[Stored dataset items]
++++
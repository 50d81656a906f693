//! Provider configuration and its environment fallbacks.
//!
//! The provider block is deserialized into [`ProviderConfig`]. Anything it
//! leaves out is filled from the environment by [`ProviderConfig::resolve`],
//! which takes the environment as a lookup function so it can be exercised
//! without touching process state.

use serde::{Deserialize, Serialize};
use serde_json::Value;
use std::fmt;

use crate::error::ProviderError;
use crate::schema::{Attribute, Diagnostic, Schema};

/// Environment variables consulted for the server URL, in order.
pub const URL_ENV_VARS: [&str; 2] = ["JFROG_URL", "ARTIFACTORY_URL"];

/// Environment variables consulted for the access token, in order.
pub const ACCESS_TOKEN_ENV_VARS: [&str; 2] = ["JFROG_ACCESS_TOKEN", "ARTIFACTORY_ACCESS_TOKEN"];

/// Set to `true` to disable TLS certificate verification.
pub const BYPASS_TLS_ENV_VAR: &str = "JFROG_BYPASS_TLS_VERIFICATION";

/// The provider configuration block as written by the user.
#[derive(Debug, Clone, Default, PartialEq, Eq, Serialize, Deserialize)]
pub struct ProviderConfig {
    /// Base URL of the JFrog Platform.
    #[serde(default)]
    pub url: Option<String>,
    /// Access token.
    #[serde(default)]
    pub access_token: Option<String>,
    /// Deprecated API key, used only when no access token is available.
    #[serde(default)]
    pub api_key: Option<String>,
}

/// How requests are authenticated.
#[derive(Clone, PartialEq, Eq)]
pub enum Credentials {
    /// Sent as `Authorization: Bearer <token>`.
    AccessToken(String),
    /// Sent as `X-JFrog-Art-Api: <key>`.
    ApiKey(String),
}

impl fmt::Debug for Credentials {
    fn fmt(&self, f: &mut fmt::Formatter<'_>) -> fmt::Result {
        match self {
            Credentials::AccessToken(_) => f.write_str("AccessToken(<redacted>)"),
            Credentials::ApiKey(_) => f.write_str("ApiKey(<redacted>)"),
        }
    }
}

/// A fully resolved configuration, ready to build an [`crate::client::ApiClient`].
#[derive(Debug, Clone, PartialEq, Eq)]
pub struct ResolvedConfig {
    /// Base URL without a trailing slash.
    pub url: String,
    /// Request credentials.
    pub credentials: Credentials,
    /// Skip TLS certificate verification.
    pub bypass_tls_verification: bool,
}

impl ProviderConfig {
    /// Deserialize the provider block. `null` is treated as an empty block.
    pub fn from_value(value: &Value) -> Result<Self, ProviderError> {
        if value.is_null() {
            return Ok(Self::default());
        }
        Ok(serde_json::from_value(value.clone())?)
    }

    /// Diagnostics that do not depend on the environment: URL scheme and the
    /// api_key deprecation.
    pub fn validate(&self) -> Vec<Diagnostic> {
        let mut diagnostics = Vec::new();
        if let Some(url) = non_empty(self.url.as_deref()) {
            if !is_http_url(url) {
                diagnostics.push(
                    Diagnostic::error("Invalid URL")
                        .with_detail(format!("'{}' must start with http:// or https://", url))
                        .with_attribute("url"),
                );
            }
        }
        if non_empty(self.api_key.as_deref()).is_some() {
            diagnostics.push(
                Diagnostic::warning("Deprecated attribute 'api_key'")
                    .with_detail("API Keys are deprecated. Please use access_token instead.")
                    .with_attribute("api_key"),
            );
        }
        diagnostics
    }

    /// Merge the block with the environment.
    ///
    /// Explicit attributes take precedence over environment variables, and an
    /// access token takes precedence over an API key.
    pub fn resolve(
        &self,
        lookup: impl Fn(&str) -> Option<String>,
    ) -> Result<ResolvedConfig, Vec<Diagnostic>> {
        let url = non_empty(self.url.as_deref())
            .map(str::to_string)
            .or_else(|| first_env(&lookup, &URL_ENV_VARS));
        let Some(url) = url else {
            return Err(vec![Diagnostic::error("Missing URL Configuration").with_detail(
                "While configuring the provider, the url was not found in the \
                 JFROG_URL/ARTIFACTORY_URL environment variable or provider \
                 configuration block url attribute.",
            )]);
        };
        if !is_http_url(&url) {
            return Err(vec![Diagnostic::error("Invalid URL")
                .with_detail(format!("'{}' must start with http:// or https://", url))
                .with_attribute("url")]);
        }

        let access_token = non_empty(self.access_token.as_deref())
            .map(str::to_string)
            .or_else(|| first_env(&lookup, &ACCESS_TOKEN_ENV_VARS));
        let credentials = match (access_token, non_empty(self.api_key.as_deref())) {
            (Some(token), _) => Credentials::AccessToken(token),
            (None, Some(key)) => Credentials::ApiKey(key.to_string()),
            (None, None) => {
                return Err(vec![Diagnostic::error("Missing JFrog API key or Access Token")
                    .with_detail(
                        "While configuring the provider, the API key or Access Token was not \
                         found in the environment variables or provider configuration attributes.",
                    )])
            },
        };

        let bypass_tls_verification = lookup(BYPASS_TLS_ENV_VAR)
            .map(|v| v.trim().eq_ignore_ascii_case("true"))
            .unwrap_or(false);

        Ok(ResolvedConfig {
            url: url.trim_end_matches('/').to_string(),
            credentials,
            bypass_tls_verification,
        })
    }

    /// Resolve against the process environment.
    pub fn resolve_from_env(&self) -> Result<ResolvedConfig, Vec<Diagnostic>> {
        self.resolve(|name| std::env::var(name).ok())
    }
}

/// Schema of the provider configuration block.
pub fn provider_schema() -> Schema {
    Schema::v0()
        .with_description("Configuration for the JFrog AppTrust provider.")
        .with_attribute(
            "url",
            Attribute::optional_string().with_description(
                "JFrog Platform URL. Falls back to JFROG_URL, then ARTIFACTORY_URL.",
            ),
        )
        .with_attribute(
            "access_token",
            Attribute::optional_string()
                .sensitive()
                .with_description(
                    "Access token. Falls back to JFROG_ACCESS_TOKEN, then ARTIFACTORY_ACCESS_TOKEN.",
                ),
        )
        .with_attribute(
            "api_key",
            Attribute::optional_string()
                .sensitive()
                .with_description("Deprecated API key, ignored when an access token is set."),
        )
}

fn non_empty(value: Option<&str>) -> Option<&str> {
    value.filter(|v| !v.is_empty())
}

fn first_env(lookup: &impl Fn(&str) -> Option<String>, names: &[&str]) -> Option<String> {
    names
        .iter()
        .filter_map(|name| lookup(name))
        .find(|value| !value.is_empty())
}

fn is_http_url(url: &str) -> bool {
    url.starts_with("http://") || url.starts_with("https://")
}

#[cfg(test)]
mod tests {
    use super::*;
    use serde_json::json;
    use std::collections::HashMap;

    fn env(vars: &[(&str, &str)]) -> impl Fn(&str) -> Option<String> {
        let vars: HashMap<String, String> = vars
            .iter()
            .map(|(k, v)| (k.to_string(), v.to_string()))
            .collect();
        move |name| vars.get(name).cloned()
    }

    #[test]
    fn test_from_value() {
        let config = ProviderConfig::from_value(&json!({
            "url": "https://acme.jfrog.io",
            "access_token": "tok"
        }))
        .unwrap();
        assert_eq!(config.url.as_deref(), Some("https://acme.jfrog.io"));
        assert_eq!(config.api_key, None);

        assert_eq!(ProviderConfig::from_value(&Value::Null).unwrap(), ProviderConfig::default());
        assert!(ProviderConfig::from_value(&json!({"url": 5})).is_err());
    }

    #[test]
    fn test_env_fallback_order() {
        let config = ProviderConfig::default();
        let resolved = config
            .resolve(env(&[
                ("ARTIFACTORY_URL", "https://second.example"),
                ("JFROG_URL", ""),
                ("ARTIFACTORY_ACCESS_TOKEN", "t2"),
            ]))
            .unwrap();
        assert_eq!(resolved.url, "https://second.example");
        assert_eq!(resolved.credentials, Credentials::AccessToken("t2".to_string()));
        assert!(!resolved.bypass_tls_verification);
    }

    #[test]
    fn test_explicit_config_wins() {
        let config = ProviderConfig {
            url: Some("https://explicit.example/".to_string()),
            access_token: Some("mine".to_string()),
            api_key: None,
        };
        let resolved = config
            .resolve(env(&[("JFROG_URL", "https://env.example"), ("JFROG_ACCESS_TOKEN", "env")]))
            .unwrap();
        assert_eq!(resolved.url, "https://explicit.example");
        assert_eq!(resolved.credentials, Credentials::AccessToken("mine".to_string()));
    }

    #[test]
    fn test_api_key_used_without_token() {
        let config = ProviderConfig {
            url: Some("https://acme.jfrog.io".to_string()),
            access_token: None,
            api_key: Some("key".to_string()),
        };
        let resolved = config.resolve(env(&[])).unwrap();
        assert_eq!(resolved.credentials, Credentials::ApiKey("key".to_string()));

        let diags = config.validate();
        assert_eq!(diags.len(), 1);
        assert!(!diags[0].is_error());
    }

    #[test]
    fn test_missing_url() {
        let diags = ProviderConfig::default()
            .resolve(env(&[("JFROG_ACCESS_TOKEN", "t")]))
            .unwrap_err();
        assert_eq!(diags[0].summary, "Missing URL Configuration");
    }

    #[test]
    fn test_missing_credentials() {
        let diags = ProviderConfig::default()
            .resolve(env(&[("JFROG_URL", "https://acme.jfrog.io")]))
            .unwrap_err();
        assert_eq!(diags[0].summary, "Missing JFrog API key or Access Token");
    }

    #[test]
    fn test_invalid_url_scheme() {
        let config = ProviderConfig {
            url: Some("ftp://acme".to_string()),
            ..Default::default()
        };
        assert!(config.validate()[0].is_error());
        let diags = config.resolve(env(&[("JFROG_ACCESS_TOKEN", "t")])).unwrap_err();
        assert_eq!(diags[0].summary, "Invalid URL");
    }

    #[test]
    fn test_bypass_tls() {
        let resolved = ProviderConfig::default()
            .resolve(env(&[
                ("JFROG_URL", "https://acme.jfrog.io"),
                ("JFROG_ACCESS_TOKEN", "t"),
                ("JFROG_BYPASS_TLS_VERIFICATION", "TRUE"),
            ]))
            .unwrap();
        assert!(resolved.bypass_tls_verification);
    }

    #[test]
    fn test_credentials_debug_is_redacted() {
        let rendered = format!("{:?}", Credentials::AccessToken("secret".to_string()));
        assert!(!rendered.contains("secret"));
    }
}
++++
● **TO DO**: Extract every line of the records above that contains the word "validate".

● **SOLVED EXERCISE**:
    pub fn validate(&self) -> Vec<Diagnostic> {
        let diags = config.validate();
        assert!(config.validate()[0].is_error());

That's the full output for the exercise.